Changes to retirement plans
- Few private industry employers now offer defined benefit (traditional) retirement plans to employees, and the proportion of those offering defined benefit plans has been declining. In 2015, only 8 percent offered defined benefit plans to employees, compared with 47 percent of private industry establishments offering defined contribution plans, according to data from the Bureau of Labor Statistics’ National Compensation Survey.
- Defined contribution plans typically include voluntary savings accounts, such as 401(k) plans, in which workers voluntarily make deductions from their pay into funds. Earnings from these funds are based on the amount that workers choose to invest and how the funds perform. There is more uncertainty with defined contribution plans versus traditional defined benefit plans, which consist of lifetime periodic payments to the retiree or their spouse.

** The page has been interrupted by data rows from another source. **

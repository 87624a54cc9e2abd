//! Derived views over the session collection
//!
//! Pure functions of a snapshot, recomputed on every read.

use crate::{Session, SessionStatus};
use std::cmp::Reverse;

/// Per-status tally for the header. Unknown statuses land in no bucket.
#[derive(Debug, Clone, Copy, PartialEq, Eq, Default)]
pub struct StatusSummary {
    pub working: usize,
    pub needs_permission: usize,
    pub waiting_for_input: usize,
    pub connecting: usize,
}

impl StatusSummary {
    pub fn total(&self) -> usize {
        self.working + self.needs_permission + self.waiting_for_input + self.connecting
    }
}

/// Sessions of one project, most urgent first
#[derive(Debug, Clone, PartialEq)]
pub struct ProjectGroup {
    pub project_name: String,
    pub project_path: String,
    pub sessions: Vec<Session>,
}

/// Sessions ordered by attention priority, then most recently modified.
///
/// The sort is stable, so sessions with equal rank and timestamp keep their
/// collection order.
pub fn sorted_by_priority(sessions: &[Session]) -> Vec<Session> {
    let mut sorted = sessions.to_vec();
    sorted.sort_by_key(|s| (s.status.priority_rank(), Reverse(s.modified)));
    sorted
}

/// Number of sessions that need a human decision
pub fn attention_count(sessions: &[Session]) -> usize {
    sessions
        .iter()
        .filter(|s| s.status.needs_attention())
        .count()
}

pub fn status_summary(sessions: &[Session]) -> StatusSummary {
    sessions
        .iter()
        .fold(StatusSummary::default(), |mut summary, session| {
            match session.status {
                SessionStatus::Working => summary.working += 1,
                SessionStatus::NeedsPermission => summary.needs_permission += 1,
                SessionStatus::WaitingForInput => summary.waiting_for_input += 1,
                SessionStatus::Connecting => summary.connecting += 1,
                SessionStatus::Unknown => {}
            }
            summary
        })
}

/// Priority-sorted sessions grouped by project path.
///
/// Groups are ordered by their most urgent member.
pub fn group_by_project(sessions: &[Session]) -> Vec<ProjectGroup> {
    let mut groups: Vec<ProjectGroup> = Vec::new();
    for session in sorted_by_priority(sessions) {
        match groups
            .iter_mut()
            .find(|g| g.project_path == session.project_path)
        {
            Some(group) => group.sessions.push(session),
            None => groups.push(ProjectGroup {
                project_name: session.project_name.clone(),
                project_path: session.project_path.clone(),
                sessions: vec![session],
            }),
        }
    }
    groups
}
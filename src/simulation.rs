//! Status simulation for running without a live backend
//!
//! Every tick picks one session uniformly at random and moves it along the
//! provider's transition table. At most one timer is active per `Simulation`:
//! starting again stops the previous one first.

use crate::provider::SessionProvider;
use crate::random::{RandomSource, SystemRandom};
use crate::store::SessionStore;
use crate::Session;
use std::sync::atomic::{AtomicU64, Ordering};
use std::sync::{Arc, Mutex, PoisonError};
use std::time::Duration;
use tokio::task::JoinHandle;
use tokio::time::{Instant, MissedTickBehavior};
use tracing::{debug, info, trace, warn};

/// Default time between ticks
pub const DEFAULT_INTERVAL: Duration = Duration::from_millis(4000);

/// Shortest accepted interval; tokio timers reject a zero period
pub const MIN_INTERVAL: Duration = Duration::from_millis(1);

type SharedRandom = Arc<Mutex<Box<dyn RandomSource>>>;

/// Cancellable repeating task. Stopping is idempotent and dropping the handle
/// stops the task.
#[derive(Debug)]
pub struct SimulationHandle {
    task: JoinHandle<()>,
}

impl SimulationHandle {
    /// Run `tick` every `interval`, first one interval from now.
    ///
    /// Intervals below `MIN_INTERVAL` are raised to it. Must be called from
    /// within a tokio runtime.
    pub fn spawn<F>(interval: Duration, mut tick: F) -> Self
    where
        F: FnMut() + Send + 'static,
    {
        let interval = interval.max(MIN_INTERVAL);
        let task = tokio::spawn(async move {
            let mut ticker = tokio::time::interval_at(Instant::now() + interval, interval);
            ticker.set_missed_tick_behavior(MissedTickBehavior::Delay);
            loop {
                ticker.tick().await;
                tick();
            }
        });
        Self { task }
    }

    pub fn stop(&self) {
        self.task.abort();
    }

    pub fn is_stopped(&self) -> bool {
        self.task.is_finished()
    }
}

impl Drop for SimulationHandle {
    fn drop(&mut self) {
        self.task.abort();
    }
}

/// Pick a session and apply one transition to it
fn run_tick(
    store: &SessionStore,
    provider: &dyn SessionProvider,
    rng: &Mutex<Box<dyn RandomSource>>,
) -> Option<Session> {
    let sessions = store.sessions();
    if sessions.is_empty() {
        trace!("tick skipped, no sessions");
        return None;
    }

    let mut rng = rng.lock().unwrap_or_else(PoisonError::into_inner);
    let idx = rng.index(sessions.len());
    let session_id = &sessions[idx].id;
    trace!(%session_id, "tick");
    store.apply_status_transition(
        session_id,
        provider.transitions(),
        provider.status_messages(),
        &mut **rng,
    )
}

/// Simulation driver bound to one store and provider
pub struct Simulation {
    store: SessionStore,
    provider: Arc<dyn SessionProvider>,
    rng: SharedRandom,
    interval: Duration,
    ticks: Arc<AtomicU64>,
    handle: Option<SimulationHandle>,
}

impl Simulation {
    pub fn new(store: SessionStore, provider: Arc<dyn SessionProvider>) -> Self {
        let rng: Box<dyn RandomSource> = Box::new(SystemRandom::new());
        Self {
            store,
            provider,
            rng: Arc::new(Mutex::new(rng)),
            interval: DEFAULT_INTERVAL,
            ticks: Arc::new(AtomicU64::new(0)),
            handle: None,
        }
    }

    /// Replace the random source, e.g. with a seeded or scripted one
    pub fn with_random(mut self, rng: impl RandomSource + 'static) -> Self {
        let rng: Box<dyn RandomSource> = Box::new(rng);
        self.rng = Arc::new(Mutex::new(rng));
        self
    }

    /// Tick period, raised to `MIN_INTERVAL` when smaller
    pub fn with_interval(mut self, interval: Duration) -> Self {
        if interval < MIN_INTERVAL {
            warn!(?interval, "tick interval too small, using {:?}", MIN_INTERVAL);
        }
        self.interval = interval.max(MIN_INTERVAL);
        self
    }

    pub fn store(&self) -> &SessionStore {
        &self.store
    }

    pub fn provider(&self) -> &Arc<dyn SessionProvider> {
        &self.provider
    }

    pub fn interval(&self) -> Duration {
        self.interval
    }

    /// Seed the store from the provider and start ticking.
    ///
    /// A running timer is stopped first. The store is populated before this
    /// returns, so no tick can observe the previous collection.
    pub fn start(&mut self) {
        self.stop();

        let sessions = self.provider.initial_sessions();
        info!(
            sessions = sessions.len(),
            interval_ms = self.interval.as_millis() as u64,
            "simulation started"
        );
        self.store.replace_all(sessions);

        let store = self.store.clone();
        let provider = Arc::clone(&self.provider);
        let rng = Arc::clone(&self.rng);
        let ticks = Arc::clone(&self.ticks);
        self.handle = Some(SimulationHandle::spawn(self.interval, move || {
            ticks.fetch_add(1, Ordering::Relaxed);
            run_tick(&store, provider.as_ref(), &rng);
        }));
    }

    /// Cancel future ticks. No-op when already stopped.
    pub fn stop(&mut self) {
        if let Some(handle) = self.handle.take() {
            handle.stop();
            info!("simulation stopped");
        } else {
            debug!("simulation already stopped");
        }
    }

    pub fn is_running(&self) -> bool {
        self.handle.as_ref().is_some_and(|h| !h.is_stopped())
    }

    /// Run one tick immediately, outside the timer
    pub fn tick(&self) -> Option<Session> {
        run_tick(&self.store, self.provider.as_ref(), &self.rng)
    }

    /// Number of ticks fired by the timer so far
    pub fn ticks(&self) -> u64 {
        self.ticks.load(Ordering::Relaxed)
    }
}

impl std::fmt::Debug for Simulation {
    fn fmt(&self, f: &mut std::fmt::Formatter<'_>) -> std::fmt::Result {
        f.debug_struct("Simulation")
            .field("interval", &self.interval)
            .field("running", &self.is_running())
            .field("ticks", &self.ticks())
            .finish()
    }
}

#[cfg(test)]
mod tests {
    use super::*;
    use crate::provider::{StaticProvider, StatusMessages};
    use crate::SessionStatus;
    use chrono::{Duration as ChronoDuration, Utc};

    struct Scripted(Vec<usize>);

    impl RandomSource for Scripted {
        fn index(&mut self, len: usize) -> usize {
            let idx = self.0.remove(0);
            assert!(idx < len);
            idx
        }
    }

    fn make_session(id: &str, status: SessionStatus) -> Session {
        Session {
            id: id.into(),
            pid: 1,
            project_name: "web-app".into(),
            project_path: "/tmp/web-app".into(),
            git_branch: "main".into(),
            first_prompt: String::new(),
            summary: String::new(),
            message_count: 5,
            modified: Utc::now() - ChronoDuration::minutes(2),
            status,
            latest_message: "before".into(),
        }
    }

    fn provider(sessions: Vec<Session>) -> Arc<dyn SessionProvider> {
        let messages = StatusMessages::new()
            .with_session("s1", [(SessionStatus::NeedsPermission, "may I?")]);
        Arc::new(StaticProvider::new(sessions).with_messages(messages))
    }

    fn after_ticks(n: u32) -> Duration {
        DEFAULT_INTERVAL * n + Duration::from_millis(100)
    }

    #[tokio::test(start_paused = true)]
    async fn start_seeds_store_before_first_tick() {
        let store = SessionStore::new();
        let mut sim = Simulation::new(store.clone(), provider(vec![
            make_session("s1", SessionStatus::Working),
            make_session("s2", SessionStatus::Connecting),
        ]));

        sim.start();
        assert_eq!(store.len(), 2);
        assert_eq!(sim.ticks(), 0);
        assert!(sim.is_running());
    }

    #[tokio::test(start_paused = true)]
    async fn ticks_at_fixed_interval() {
        let store = SessionStore::new();
        let mut sim = Simulation::new(store, provider(vec![make_session("s1", SessionStatus::Working)]))
            .with_random(SystemRandom::seeded(3));

        sim.start();
        tokio::time::sleep(after_ticks(3)).await;
        assert_eq!(sim.ticks(), 3);
    }

    #[tokio::test(start_paused = true)]
    async fn restart_never_runs_two_timers() {
        let store = SessionStore::new();
        let mut sim = Simulation::new(store, provider(vec![make_session("s1", SessionStatus::Working)]))
            .with_random(SystemRandom::seeded(5));

        sim.start();
        sim.stop();
        sim.start();
        tokio::time::sleep(after_ticks(3)).await;
        assert_eq!(sim.ticks(), 3);

        // Starting while running replaces the timer too
        sim.start();
        tokio::time::sleep(after_ticks(2)).await;
        assert_eq!(sim.ticks(), 5);
    }

    #[tokio::test(start_paused = true)]
    async fn stop_cancels_future_ticks() {
        let store = SessionStore::new();
        let mut sim = Simulation::new(store, provider(vec![make_session("s1", SessionStatus::Working)]))
            .with_random(SystemRandom::seeded(9));

        sim.start();
        tokio::time::sleep(after_ticks(1)).await;
        assert_eq!(sim.ticks(), 1);

        sim.stop();
        sim.stop();
        tokio::time::sleep(after_ticks(5)).await;
        assert_eq!(sim.ticks(), 1);
        assert!(!sim.is_running());
    }

    #[tokio::test(start_paused = true)]
    async fn empty_store_ticks_do_nothing() {
        let store = SessionStore::new();
        let mut sim = Simulation::new(store.clone(), provider(Vec::new()));

        sim.start();
        tokio::time::sleep(after_ticks(2)).await;
        assert_eq!(sim.ticks(), 2);
        assert!(store.is_empty());
        assert!(sim.tick().is_none());
    }

    #[tokio::test]
    async fn manual_tick_uses_injected_random() {
        let store = SessionStore::new();
        // session index 0, then candidate index 2 of Working's list
        let sim = Simulation::new(store.clone(), provider(vec![make_session("s1", SessionStatus::Working)]))
            .with_random(Scripted(vec![0, 2]));
        store.replace_all(sim.provider().initial_sessions());

        let updated = sim.tick().unwrap();
        assert_eq!(updated.status, SessionStatus::NeedsPermission);
        assert_eq!(updated.latest_message, "may I?");
        assert_eq!(updated.message_count, 6);
        assert_eq!(store.get("s1").unwrap(), updated);
    }

    #[tokio::test(start_paused = true)]
    async fn zero_interval_keeps_ticking() {
        let store = SessionStore::new();
        let mut sim = Simulation::new(store, provider(Vec::new())).with_interval(Duration::ZERO);
        assert_eq!(sim.interval(), MIN_INTERVAL);

        sim.start();
        tokio::time::sleep(Duration::from_millis(10)).await;
        assert!(sim.is_running());
        assert!(sim.ticks() >= 5);
    }

    #[tokio::test(start_paused = true)]
    async fn handle_with_zero_interval_does_not_panic() {
        let count = Arc::new(AtomicU64::new(0));
        let sink = Arc::clone(&count);
        let handle = SimulationHandle::spawn(Duration::ZERO, move || {
            sink.fetch_add(1, Ordering::Relaxed);
        });

        tokio::time::sleep(Duration::from_millis(5)).await;
        assert!(!handle.is_stopped());
        assert!(count.load(Ordering::Relaxed) >= 1);
    }

    #[tokio::test(start_paused = true)]
    async fn dropping_simulation_stops_timer() {
        let store = SessionStore::new();
        let ticks = {
            let mut sim = Simulation::new(store, provider(vec![make_session("s1", SessionStatus::Working)]));
            sim.start();
            Arc::clone(&sim.ticks)
        };
        tokio::time::sleep(after_ticks(3)).await;
        assert_eq!(ticks.load(Ordering::Relaxed), 0);
    }
}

Increase in Social Security retirement age
- The age to receive full Social Security benefits was raised in 1983, grows higher according to year of birth, and is currently 67 years of age for those born in 1960 or after. Benefits are even higher if one waits until age 70 to retire.
- People may stay in the labor force longer to get a higher Social Security benefit rather than a reduced one if they retire early. Currently, workers can retire at age 62 and receive a reduced benefit, while if they wait until age 67, they can get full benefits.
- The Social Security earnings test was eliminated in 2000 for workers who have reached their full retirement age. This means that if a worker is at their full retirement age, their Social Security benefits are not reduced if they earn wages.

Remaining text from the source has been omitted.